Solid-Phase Immobilized Tripod for Fluorescent Renewable Immunoassay. A Concept for Continuous Monitoring of an Immunoassay Including a Regeneration of the Solid Phase

Abstract

A new concept of immunoassay based on the use of a trifunctional reagent (tripod) and fluorescence resonance energy transfer (FRET) phenomenon is described. This procedure involves differential steps: (1) the tripod bearing (i) a fluorophore, (ii) a molecule structurally close to the target, and (iii) a linker reacts with the solid phase; (2) the solid phase is further activated with an anti-target antibody labeled with a quencher molecule, generating the decrease of the fluorophore emission via FRET; (3) FRET being distance dependent, the presence of the target by competing with the tripod for binding the quencher-labeled antibody leads to a rise of the fluorescence signal; (4) the solid phase is reactivated simply, by adding the quencher-labeled antibody. This method was evaluated in microtiter plates using the susbtance P as model while fluorescein and TAMRA were used as donor and acceptor, respectively.
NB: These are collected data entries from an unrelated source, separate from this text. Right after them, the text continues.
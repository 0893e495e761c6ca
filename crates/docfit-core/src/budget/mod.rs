//! Character budget management for provider context windows.
//!
//! # Key Components
//!
//! - [`types`]: `Strategy`, `FillFractions`, `CharBudget`
//! - [`limits`]: Provider profiles registry
//! - [`counter`]: Token estimation via a fixed chars-per-token heuristic
//! - [`calculator`]: Strategy and provider to character ceiling

pub mod calculator;
pub mod counter;
pub mod limits;
pub mod types;

pub use calculator::{calculate_budget, direct_ceiling};
pub use counter::{HeuristicTokenCounter, TokenCounter};
pub use limits::{
    Provider, ProviderProfile, ProviderRegistry, SplitLimits, KNOWN_PROVIDER_PROFILES,
};
pub use types::{CharBudget, FillFractions, Strategy};
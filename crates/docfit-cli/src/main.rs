use anyhow::Context;
use clap::{Parser, Subcommand};
use colored::Colorize;
use docfit_core::{
    get_default_config_path, DocumentFitter, FitPath, FitRequest, FitResult, FitterConfig,
    Strategy, KNOWN_PROVIDER_PROFILES,
};
use std::io::{self, Read, Write};
use std::path::PathBuf;
use tracing_subscriber::{fmt, layer::SubscriberExt, util::SubscriberInitExt, EnvFilter};

#[derive(Parser)]
#[command(name = "docfit")]
#[command(about = "Fit documents into AI provider context windows")]
#[command(version)]
struct Cli {
    /// Config file (defaults to ~/.docfit/config.json)
    #[arg(long, global = true, env = "DOCFIT_CONFIG")]
    config: Option<PathBuf>,

    /// Enable debug logging
    #[arg(long, short, global = true, default_value = "false")]
    verbose: bool,

    #[command(subcommand)]
    command: Commands,
}

#[derive(Subcommand)]
enum Commands {
    /// Fit a document and print the result
    Fit {
        /// Document file; reads stdin when omitted
        file: Option<PathBuf>,

        #[arg(long, short, default_value = "openai")]
        provider: String,

        /// aggressive, balanced, conservative or preserve_all
        #[arg(long, short, default_value = "balanced")]
        strategy: String,

        /// Explicit token ceiling, overriding the provider's
        #[arg(long)]
        max_tokens: Option<u32>,

        /// Print the full result as JSON
        #[arg(long)]
        json: bool,
    },
    /// Show the character budget for a provider
    Budget {
        #[arg(long, short, default_value = "openai")]
        provider: String,

        #[arg(long, short, default_value = "balanced")]
        strategy: String,

        #[arg(long)]
        max_tokens: Option<u32>,
    },
    /// List provider profiles in effect
    Providers,
    /// Write the default configuration
    InitConfig {
        /// Overwrite an existing file
        #[arg(long)]
        force: bool,
    },
}

#[tokio::main]
async fn main() -> anyhow::Result<()> {
    let cli = Cli::parse();
    init_tracing(cli.verbose);

    match cli.command {
        Commands::Fit {
            file,
            provider,
            strategy,
            max_tokens,
            json,
        } => {
            let fitter = load_fitter(cli.config.as_ref()).await?;
            let document = read_document(file.as_ref()).await?;

            let mut request = FitRequest::new(&document, &provider).with_strategy(&strategy);
            if let Some(tokens) = max_tokens {
                request = request.with_token_ceiling(tokens);
            }
            let result = fitter.fit(request);

            if json {
                println!("{}", serde_json::to_string_pretty(&result)?);
            } else {
                let mut stdout = io::stdout().lock();
                stdout.write_all(result.text.as_bytes())?;
                stdout.flush()?;
                print_summary(&result);
            }

            if !result.is_valid {
                anyhow::bail!("document could not be fitted");
            }
        }
        Commands::Budget {
            provider,
            strategy,
            max_tokens,
        } => {
            let fitter = load_fitter(cli.config.as_ref()).await?;
            let budget = fitter.budget_for(&provider, Strategy::parse(&strategy), max_tokens);
            let profile = fitter.registry().resolve(&provider);

            println!("{} {}", "Provider:".bold(), budget.provider);
            println!("{} {}", "Strategy:".bold(), budget.strategy);
            println!("{} {}", "Token ceiling:".bold(), budget.token_ceiling);
            println!("{} {}", "Fill fraction:".bold(), budget.fill_fraction);
            println!("{} {}", "Char ceiling:".bold(), budget.char_ceiling);
            println!(
                "{} {}",
                "Hard char ceiling:".bold(),
                profile.hard_char_ceiling
            );
        }
        Commands::Providers => {
            let fitter = load_fitter(cli.config.as_ref()).await?;
            println!(
                "{:<10} {:>8} {:>10} {:>10} {:>12}",
                "provider", "tokens", "absolute", "hard", "split at"
            );
            for builtin in KNOWN_PROVIDER_PROFILES {
                let profile = fitter.registry().get(builtin.provider);
                let split_at = profile
                    .split
                    .map(|s| s.must_split_threshold.to_string())
                    .unwrap_or_else(|| "-".to_string());
                println!(
                    "{:<10} {:>8} {:>10} {:>10} {:>12}",
                    profile.provider.to_string(),
                    profile.token_ceiling,
                    profile.absolute_char_limit,
                    profile.hard_char_ceiling,
                    split_at
                );
            }
        }
        Commands::InitConfig { force } => {
            let path = cli.config.unwrap_or_else(get_default_config_path);
            if path.exists() && !force {
                anyhow::bail!("{} already exists (use --force to overwrite)", path.display());
            }
            FitterConfig::default()
                .save_to(&path)
                .await
                .with_context(|| format!("failed to write {}", path.display()))?;
            println!("{} {}", "Wrote".green(), path.display());
        }
    }

    Ok(())
}

/// Logs go to stderr so stdout carries only the fitted payload.
fn init_tracing(verbose: bool) {
    let default_level = if verbose { "debug" } else { "info" };
    tracing_subscriber::registry()
        .with(EnvFilter::try_from_default_env().unwrap_or_else(|_| EnvFilter::new(default_level)))
        .with(
            fmt::layer()
                .with_writer(io::stderr)
                .with_target(false)
                .with_line_number(false),
        )
        .init();
}

async fn load_fitter(path: Option<&PathBuf>) -> anyhow::Result<DocumentFitter> {
    let config = match path {
        Some(path) => FitterConfig::load_from(path)
            .await
            .with_context(|| format!("failed to load config from {}", path.display()))?,
        None => FitterConfig::load_user_config()
            .await
            .context("failed to load user config")?,
    };
    Ok(DocumentFitter::new(config)?)
}

async fn read_document(file: Option<&PathBuf>) -> anyhow::Result<String> {
    match file {
        Some(path) => tokio::fs::read_to_string(path)
            .await
            .with_context(|| format!("failed to read {}", path.display())),
        None => {
            let mut document = String::new();
            io::stdin()
                .read_to_string(&mut document)
                .context("failed to read stdin")?;
            Ok(document)
        }
    }
}

fn print_summary(result: &FitResult) {
    let path = match result.path {
        FitPath::Direct => result.path.as_str().green(),
        FitPath::SimpleTruncate | FitPath::SectionedSplit => result.path.as_str().yellow(),
        FitPath::Empty | FitPath::Emergency | FitPath::Catastrophic => {
            result.path.as_str().red()
        }
    };

    eprintln!();
    eprintln!(
        "{} {} chars -> {} chars ({:.1}% kept, ~{} tokens) via {}",
        "[docfit]".dimmed(),
        result.original_size,
        result.optimized_size,
        result.kept_percentage(),
        result.estimated_tokens,
        path
    );
    if let (Some(total), Some(selected)) = (result.section_count, result.selected_section_count) {
        eprintln!(
            "{} kept {} of {} sections",
            "[docfit]".dimmed(),
            selected,
            total
        );
    }
    if let Some(error) = &result.error {
        eprintln!("{} {}", "[docfit]".dimmed(), error.red());
    }
}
Results clearly illustrated the interest of the method, by allowing (i) a simple regeneration procedure, without requiring any drastic treatment, (ii) a direct fluorescence measurement onto the solid support, leading to a localized and cumulative signal, (iii) an increase of the signal when detecting the target, unlike classical competitive immunoassays, and (iv) a real-time monitoring of the competition and regeneration steps.